TASK DETAILS: The word "input" may appear in lines of the data; say how many such lines there are, with nothing beyond the number.

RECORDS FOR THIS TASK:
//! Element and page actions
//!
//! Each element action re-resolves its locator and waits for the element to
//! be actionable before touching it.

use std::time::Duration;

use tokio::time::{sleep, timeout};
use tracing::{debug, info};

use crate::driver::LoadState;
use crate::error::{E2eError, E2eResult};
use crate::locator::{Locator, PageTarget};
use crate::session::Session;
use crate::wait::{wait_for_actionable, wait_for_load, WaitSpec};

/// Longest post-click settle allowed
pub const MAX_SETTLE: Duration = Duration::from_secs(1);

/// Clear the element and type `value`. A stale element is re-resolved and
/// the fill retried once.
pub async fn fill(
    session: &mut Session,
    locator: &Locator,
    value: &str,
    target: PageTarget,
    wait: WaitSpec,
) -> E2eResult<()> {
    let handle = wait_for_actionable(session, locator, target, wait).await?;
    match session.driver()?.fill(&handle, value).await {
        Err(e) if e.is_stale() => {
            debug!("Element {} went stale during fill, retrying once: {}", locator, e);
            let handle = wait_for_actionable(session, locator, target, wait).await?;
            session.driver()?.fill(&handle, value).await
        }
        result => result,
    }
}

/// Click, let the page settle, then pick up any page the click opened
pub async fn click(
    session: &mut Session,
    locator: &Locator,
    target: PageTarget,
    wait: WaitSpec,
    settle: Duration,
    load: WaitSpec,
) -> E2eResult<()> {
    let before = session.pages().len();
    let handle = wait_for_actionable(session, locator, target, wait).await?;
    session.driver()?.click(&handle).await?;

    sleep(settle.min(MAX_SETTLE)).await;

    let page = session.current_page()?;
    if session.pages().len() > before {
        info!("Click on {} opened page {}", locator, page);
    }
    wait_for_load(session, &page, LoadState::DomContentLoaded, load).await;
    Ok(())
}

/// Load `url` (already absolute) in the current page, then wait best-effort
/// for every frame to reach `wait_until`
pub async fn navigate(
    session: &mut Session,
    url: &str,
    wait_until: LoadState,
    navigation_timeout: Duration,
    load: WaitSpec,
) -> E2eResult<()> {
    let page = session.current_page()?;
    debug!("Navigating page {} to {}", page, url);

    let driver = session.driver()?;
    match timeout(navigation_timeout, driver.navigate(&page, url)).await {
        Ok(result) => result?,
        Err(_) => {
            return Err(E2eError::TimedOut {
                what: format!("navigation to {}", url),
                waited_ms: navigation_timeout.as_millis() as u64,
            })
        }
    }

    wait_for_load(session, &page, wait_until, load).await;
    Ok(())
}

/// Scroll the page viewport by (dx, dy) pixels
pub async fn scroll(session: &mut Session, target: PageTarget, dx: i64, dy: i64) -> E2eResult<()> {
    let page = session.page(target)?;
    session.driver()?.scroll(&page, dx, dy).await
}

#[cfg(test)]
mod tests {
    use super::*;
    use crate::config::BrowserConfig;
    use crate::driver::memory::{ClickEffect, MemoryBrowser, MemoryElement, MemoryFrame};

    fn waits() -> WaitSpec {
        WaitSpec::new(Duration::from_secs(5), Duration::from_millis(100))
    }

    async fn session_at(browser: &MemoryBrowser, url: &str) -> Session {
        let mut session = Session::acquire(browser, &BrowserConfig::default()).await.unwrap();
        navigate(&mut session, url, LoadState::Load, Duration::from_secs(10), waits())
            .await
            .unwrap();
        session
    }

    #[tokio::test(start_paused = true)]
    async fn test_fill_retries_once_on_stale() {
        let browser = MemoryBrowser::new();
        browser.route(
            "http://app/login",
            MemoryFrame::new().element(MemoryElement::new("email", "input").label("Email").stale_fills(1)),
        );
        let mut session = session_at(&browser, "http://app/login").await;

        let email = Locator::role("textbox", Some("Email"));
        fill(&mut session, &email, "user@example.com", PageTarget::Current, waits())
            .await
            .unwrap();

        assert_eq!(browser.stats().fills, vec![("email".into(), "user@example.com".into())]);
        session.release().await;
    }

    #[tokio::test(start_paused = true)]
    async fn test_fill_surfaces_second_stale() {
        let browser = MemoryBrowser::new();
        browser.route(
            "http://app/login",
            MemoryFrame::new().element(MemoryElement::new("email", "input").label("Email").stale_fills(2)),
        );
        let mut session = session_at(&browser, "http://app/login").await;

        let err = fill(
            &mut session,
            &Locator::role("textbox", Some("Email")),
            "x",
            PageTarget::Current,
            waits(),
        )
        .await
        .unwrap_err();

        assert!(err.is_stale(), "expected stale error, got {}", err);
        assert!(browser.stats().fills.is_empty());
        session.release().await;
    }

    #[tokio::test(start_paused = true)]
    async fn test_click_switches_to_opened_page() {
        let browser = MemoryBrowser::new();
        browser.route(
            "http://app/",
            MemoryFrame::new().element(
                MemoryElement::new("docs", "a")
                    .text("Docs")
                    .on_click(ClickEffect::OpenPage("http://app/docs".into())),
            ),
        );
        browser.route(
            "http://app/docs",
            MemoryFrame::new().element(MemoryElement::new("title", "h1").text("Documentation")),
        );
        let mut session = session_at(&browser, "http://app/").await;
        let first = session.current_page().unwrap();

        click(
            &mut session,
            &Locator::text("Docs"),
            PageTarget::Current,
            waits(),
            Duration::from_millis(500),
            waits(),
        )
        .await
        .unwrap();

        assert_eq!(session.pages().len(), 2);
        assert_ne!(session.current_page().unwrap(), first);
        assert_eq!(session.page(PageTarget::Index(0)).unwrap(), first);
        session.release().await;
    }

    #[tokio::test(start_paused = true)]
    async fn test_click_settle_is_capped() {
        let browser = MemoryBrowser::new();
        browser.route(
            "http://app/",
            MemoryFrame::new().element(MemoryElement::new("go", "button").text("Go")),
        );
        let mut session = session_at(&browser, "http://app/").await;

        let start = tokio::time::Instant::now();
        click(
            &mut session,
            &Locator::role("button", Some("Go")),
            PageTarget::Current,
            waits(),
            Duration::from_secs(30),
            waits(),
        )
        .await
        .unwrap();

        // one poll for stability plus the capped settle
        assert_eq!(start.elapsed(), Duration::from_millis(100) + MAX_SETTLE);
        session.release().await;
    }

    #[tokio::test(start_paused = true)]
    async fn test_navigate_tolerates_frame_load_errors() {
        let browser = MemoryBrowser::new();
        browser.route(
            "http://app/",
            MemoryFrame::new()
                .child(MemoryFrame::new().named("ads").failing_load())
                .child(MemoryFrame::new().named("slow").load_after(Duration::from_secs(60))),
        );
        let mut session = Session::acquire(&browser, &BrowserConfig::default()).await.unwrap();

        let start = tokio::time::Instant::now();
        navigate(
            &mut session,
            "http://app/",
            LoadState::Load,
            Duration::from_secs(10),
            WaitSpec::new(Duration::from_secs(3), Duration::from_millis(100)),
        )
        .await
        .unwrap();

        // the slow frame exhausts the load wait, which only warns
        assert!(start.elapsed() >= Duration::from_secs(3));
        assert!(start.elapsed() <= Duration::from_millis(3_100));
        session.release().await;
    }

    #[tokio::test(start_paused = true)]
    async fn test_scroll_targets_page() {
        let browser = MemoryBrowser::new();
        let mut session = session_at(&browser, "http://app/").await;
        scroll(&mut session, PageTarget::Current, 0, 250).await.unwrap();
        assert_eq!(browser.stats().scrolls, vec![(0, 250)]);
        session.release().await;
    }
}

RESPONSE: 2